I like that thought.  

90. Matilda

“It’s a funny thing about mothers and fathers.  Even when their own child is the most disgusting little blister you could ever imagine, they still think that he or she is wonderful.”

Oh, I saved the best for last.  We looooved Matilda.  Once we got over the notion that there could be parents who didn’t love their children (and isn’t it sweet that my boys could barely contemplate such a thing), we were all in.  We rooted for her when she was outsmarting her rotten folks, but by the time she took on the horrible bullying headmaster Miss Trunchbull we stood up and cheered.  Great, great fun.  And then we watched the charming movie which was fun too.

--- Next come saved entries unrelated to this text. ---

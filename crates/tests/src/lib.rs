//! # Integration Tests
//!
//! 集成测试与端到端测试。
//!
//! 负责：
//! - 编译路径端到端（源码 → 发现 → 生成 → 产物可解析）
//! - 运行时场景（按生成产物的形状手写 binder，经注册表驱动）

#[cfg(test)]
mod contract_tests {
    #[test]
    fn test_contracts_compile() {
        // 验证 contracts crate 可编译
        let _ = contracts::TagKind::Trigger;
        assert_eq!(contracts::TYPE_SIGNIFICANT_MOTION, 17);
    }
}

#[cfg(test)]
mod compiler_e2e {
    const MONITOR_SOURCE: &str = r#"
pub struct Monitor;

impl Monitor {
    #[on_sensor_changed(sensor_type = 2, delay = 3)]
    pub fn on_field_changed(&self, event: &SensorEvent) {}

    #[on_accuracy_changed(sensor_type = 2)]
    pub fn on_field_accuracy(&self, sensor: &SensorHandle, accuracy: i32) {}

    #[on_sensor_not_available(sensor_type = 2)]
    pub fn on_field_missing(&self) {}

    #[on_trigger]
    pub fn on_motion(&self, event: &TriggerEvent) {}
}
"#;

    /// Full pipeline: parse -> discover -> generate -> parse the artifact.
    #[test]
    fn test_e2e_source_to_artifact() {
        let unit = discovery::parse_source("monitor.rs", MONITOR_SOURCE).unwrap();
        let discovered = discovery::discover(vec![unit]);
        assert!(discovered.is_clean(), "{:?}", discovered.rejections);

        let generated = synthesis::generate(&discovered.map);
        assert!(generated.is_clean(), "{:?}", generated.failures);
        assert_eq!(generated.artifacts.len(), 1);

        let artifact = &generated.artifacts[0];
        assert_eq!(artifact.struct_name, "MonitorSensorBinder");
        assert_eq!(artifact.file_name, "monitor_sensor_binder.rs");

        // The artifact parses back and has the expected structure:
        // imports, binder struct, inherent impl, trait impl, register fn.
        let file = syn::parse_file(&artifact.source).unwrap();

        let structs: Vec<_> = file
            .items
            .iter()
            .filter_map(|item| match item {
                syn::Item::Struct(s) => Some(s.ident.to_string()),
                _ => None,
            })
            .collect();
        assert_eq!(structs, vec!["MonitorSensorBinder"]);

        let impl_count = file
            .items
            .iter()
            .filter(|item| matches!(item, syn::Item::Impl(_)))
            .count();
        assert_eq!(impl_count, 2);

        let fns: Vec<_> = file
            .items
            .iter()
            .filter_map(|item| match item {
                syn::Item::Fn(f) => Some(f.sig.ident.to_string()),
                _ => None,
            })
            .collect();
        assert_eq!(fns, vec!["register"]);

        // Two wrappers: one periodic (type 2), one trigger.
        assert_eq!(artifact.source.matches("listeners.push(").count(), 2);
        assert!(artifact.source.contains("ListenerWrapper::periodic"));
        assert!(artifact.source.contains("ListenerWrapper::trigger"));
        // The unavailable dispatch covers sensor type 2.
        assert!(artifact.source.contains("match sensor_type"));
        assert!(artifact.source.contains("target.on_field_missing()"));
    }

    /// Repeated passes over the same input produce identical artifacts.
    #[test]
    fn test_generation_is_deterministic() {
        let run = || {
            let unit = discovery::parse_source("monitor.rs", MONITOR_SOURCE).unwrap();
            let discovered = discovery::discover(vec![unit]);
            let generated = synthesis::generate(&discovered.map);
            generated.artifacts[0].source.clone()
        };

        assert_eq!(run(), run());
    }

    /// One bad owning type does not block artifacts for the others.
    #[test]
    fn test_partial_failure_isolated_per_type() {
        let source = r#"
pub struct Broken;
impl Broken {
    #[on_sensor_changed(sensor_type = 5)]
    pub fn on_light(&self, event: &SensorEvent) {}
}

pub struct Fine;
impl Fine {
    #[on_sensor_changed(sensor_type = 5, delay = 2)]
    pub fn on_light(&self, event: &SensorEvent) {}
}
"#;
        let unit = discovery::parse_source("mixed.rs", source).unwrap();
        let discovered = discovery::discover(vec![unit]);
        let generated = synthesis::generate(&discovered.map);

        assert_eq!(generated.artifacts.len(), 1);
        assert_eq!(generated.artifacts[0].owner, "Fine");
        assert_eq!(generated.failures.len(), 1);
        assert_eq!(generated.failures[0].owner, "Broken");
    }
}

#[cfg(test)]
mod runtime_e2e {
    use std::sync::{Arc, Mutex};

    use binder_runtime::mock::{MockSensorService, ServiceCall};
    use binder_runtime::{
        BinderRegistry, ListenerWrapper, SensorBinder, SensorContext, SensorEvent,
        SensorEventHandler, SensorHandle, SensorService, TriggerEvent, TriggerHandler,
        TYPE_SIGNIFICANT_MOTION,
    };

    /// Target type with tagged-method counterparts that record invocations.
    struct Monitor {
        log: Mutex<Vec<String>>,
    }

    impl Monitor {
        fn new() -> Self {
            Self {
                log: Mutex::new(Vec::new()),
            }
        }

        fn log(&self) -> Vec<String> {
            self.log.lock().unwrap().clone()
        }

        pub fn on_field_changed(&self, event: &SensorEvent) {
            self.log
                .lock()
                .unwrap()
                .push(format!("changed:{}", event.timestamp));
        }

        pub fn on_field_accuracy(&self, sensor: &SensorHandle, accuracy: i32) {
            self.log
                .lock()
                .unwrap()
                .push(format!("accuracy:{}:{}", sensor.sensor_type, accuracy));
        }

        pub fn on_field_missing(&self) {
            self.log.lock().unwrap().push("missing".to_string());
        }

        pub fn on_motion(&self, event: &TriggerEvent) {
            self.log
                .lock()
                .unwrap()
                .push(format!("motion:{}", event.timestamp));
        }
    }

    /// Hand-written with the exact shape the synthesis engine emits for
    /// `Monitor` (periodic type 2 + trigger + unavailable on type 2).
    struct MonitorSensorBinder {
        service: Option<Arc<dyn SensorService>>,
        listeners: Vec<ListenerWrapper>,
    }

    impl MonitorSensorBinder {
        pub fn new(context: &SensorContext, target: &Arc<Monitor>) -> Self {
            let service = context.sensor_service();
            let mut listeners = Vec::new();
            listeners.push(ListenerWrapper::periodic(
                2,
                3,
                SensorEventHandler::new(
                    {
                        let target = Arc::clone(target);
                        move |event| target.on_field_changed(event)
                    },
                    {
                        let target = Arc::clone(target);
                        move |sensor, accuracy| target.on_field_accuracy(sensor, accuracy)
                    },
                ),
            ));
            listeners.push(ListenerWrapper::trigger(TriggerHandler::new({
                let target = Arc::clone(target);
                move |event| target.on_motion(event)
            })));
            Self { service, listeners }
        }
    }

    impl SensorBinder<Monitor> for MonitorSensorBinder {
        fn bind(&mut self, target: &Arc<Monitor>) {
            let Some(service) = self.service.as_ref() else {
                return;
            };
            for wrapper in &self.listeners {
                let sensor_type = wrapper.sensor_type();
                if wrapper.sensor(service.as_ref()).is_none() {
                    match sensor_type {
                        2 => target.on_field_missing(),
                        _ => {}
                    }
                    continue;
                }
                wrapper.register(service.as_ref());
            }
        }

        fn unbind(&mut self) {
            if let Some(service) = self.service.as_ref() {
                for wrapper in &self.listeners {
                    wrapper.unregister(service.as_ref());
                }
            }
        }
    }

    fn registry() -> BinderRegistry {
        let registry = BinderRegistry::new();
        registry.register::<Monitor, _>(|context, target| {
            Box::new(MonitorSensorBinder::new(context, target))
        });
        registry
    }

    #[test]
    fn test_events_reach_tagged_methods() {
        let registry = registry();
        let service = Arc::new(MockSensorService::with_sensors(vec![
            2,
            TYPE_SIGNIFICANT_MOTION,
        ]));
        let context = SensorContext::new(service.clone());
        let monitor = Arc::new(Monitor::new());

        registry.bind(&monitor, &context).unwrap();

        service.deliver_sensor_event(2, &SensorEvent::new(10, vec![0.4]));
        service.deliver_accuracy_changed(&SensorHandle::new(2, "magnetometer"), 1);
        service.fire_trigger(&TriggerEvent::new(20, vec![1.0]));
        // The trigger listener self-removed after firing.
        service.fire_trigger(&TriggerEvent::new(30, vec![1.0]));

        registry.unbind(&monitor).unwrap();

        assert_eq!(
            monitor.log(),
            vec!["changed:10", "accuracy:2:1", "motion:20"]
        );
    }

    #[test]
    fn test_bind_unbind_round_trip_matches_one_to_one() {
        let registry = registry();
        let service = Arc::new(MockSensorService::with_sensors(vec![
            2,
            TYPE_SIGNIFICANT_MOTION,
        ]));
        let context = SensorContext::new(service.clone());
        let monitor = Arc::new(Monitor::new());

        registry.bind(&monitor, &context).unwrap();
        registry.unbind(&monitor).unwrap();

        // Every registration is matched by its unregistration; the trigger
        // request is cancelled; nothing is leaked.
        assert_eq!(
            service.calls(),
            vec![
                ServiceCall::Register {
                    sensor_type: 2,
                    delay: 3
                },
                ServiceCall::RequestTrigger {
                    sensor_type: TYPE_SIGNIFICANT_MOTION
                },
                ServiceCall::Unregister { sensor_type: 2 },
                ServiceCall::CancelTrigger {
                    sensor_type: TYPE_SIGNIFICANT_MOTION
                },
            ]
        );
        assert_eq!(service.registered_count(), 0);
        assert_eq!(service.pending_trigger_count(), 0);
    }

    #[test]
    fn test_unavailable_sensor_dispatches_fallback_and_skips_registration() {
        let registry = registry();
        // Only the trigger sensor exists on this device.
        let service = Arc::new(MockSensorService::with_sensors(vec![
            TYPE_SIGNIFICANT_MOTION,
        ]));
        let context = SensorContext::new(service.clone());
        let monitor = Arc::new(Monitor::new());

        registry.bind(&monitor, &context).unwrap();

        assert_eq!(monitor.log(), vec!["missing"]);
        assert_eq!(service.registered_count(), 0);
        // Binding continued to the next wrapper after the fallback.
        assert_eq!(service.pending_trigger_count(), 1);

        registry.unbind(&monitor).unwrap();
        assert_eq!(service.pending_trigger_count(), 0);
    }

    #[test]
    fn test_zero_binding_type_uses_shared_noop() {
        struct Plain;

        let registry = registry();
        let service = Arc::new(MockSensorService::with_sensors(vec![2]));
        let context = SensorContext::new(service.clone());

        let a = Arc::new(Plain);
        let b = Arc::new(Plain);
        registry.bind(&a, &context).unwrap();
        registry.bind(&b, &context).unwrap();
        registry.unbind(&a).unwrap();
        registry.unbind(&b).unwrap();

        assert!(service.calls().is_empty());
    }
}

91. Tales of Beedle the Bard, J.K. Rowling

And, finally a change of pace! Due to complicated circumstances, I was home for a week with Son #1, while Son #2 was away in Maine.  We needed to find something else to read until he came back.  Since Son #1 is a Harry Potter maniac (currently in the middle of Goblet of Fire), I thought these would be fun.  He loved them, of course, though he was more interested in the fairy tales, and I was more interested in the Dumbledore commentary that follows each tale.  But since we read it aloud, I’ve seen him twice reading it to himself, so I have to consider it a hit.

PHEW.  The worst thing is, I stil have at least eight books in my backlog.  Maybe next vacation I should bring the lap top!!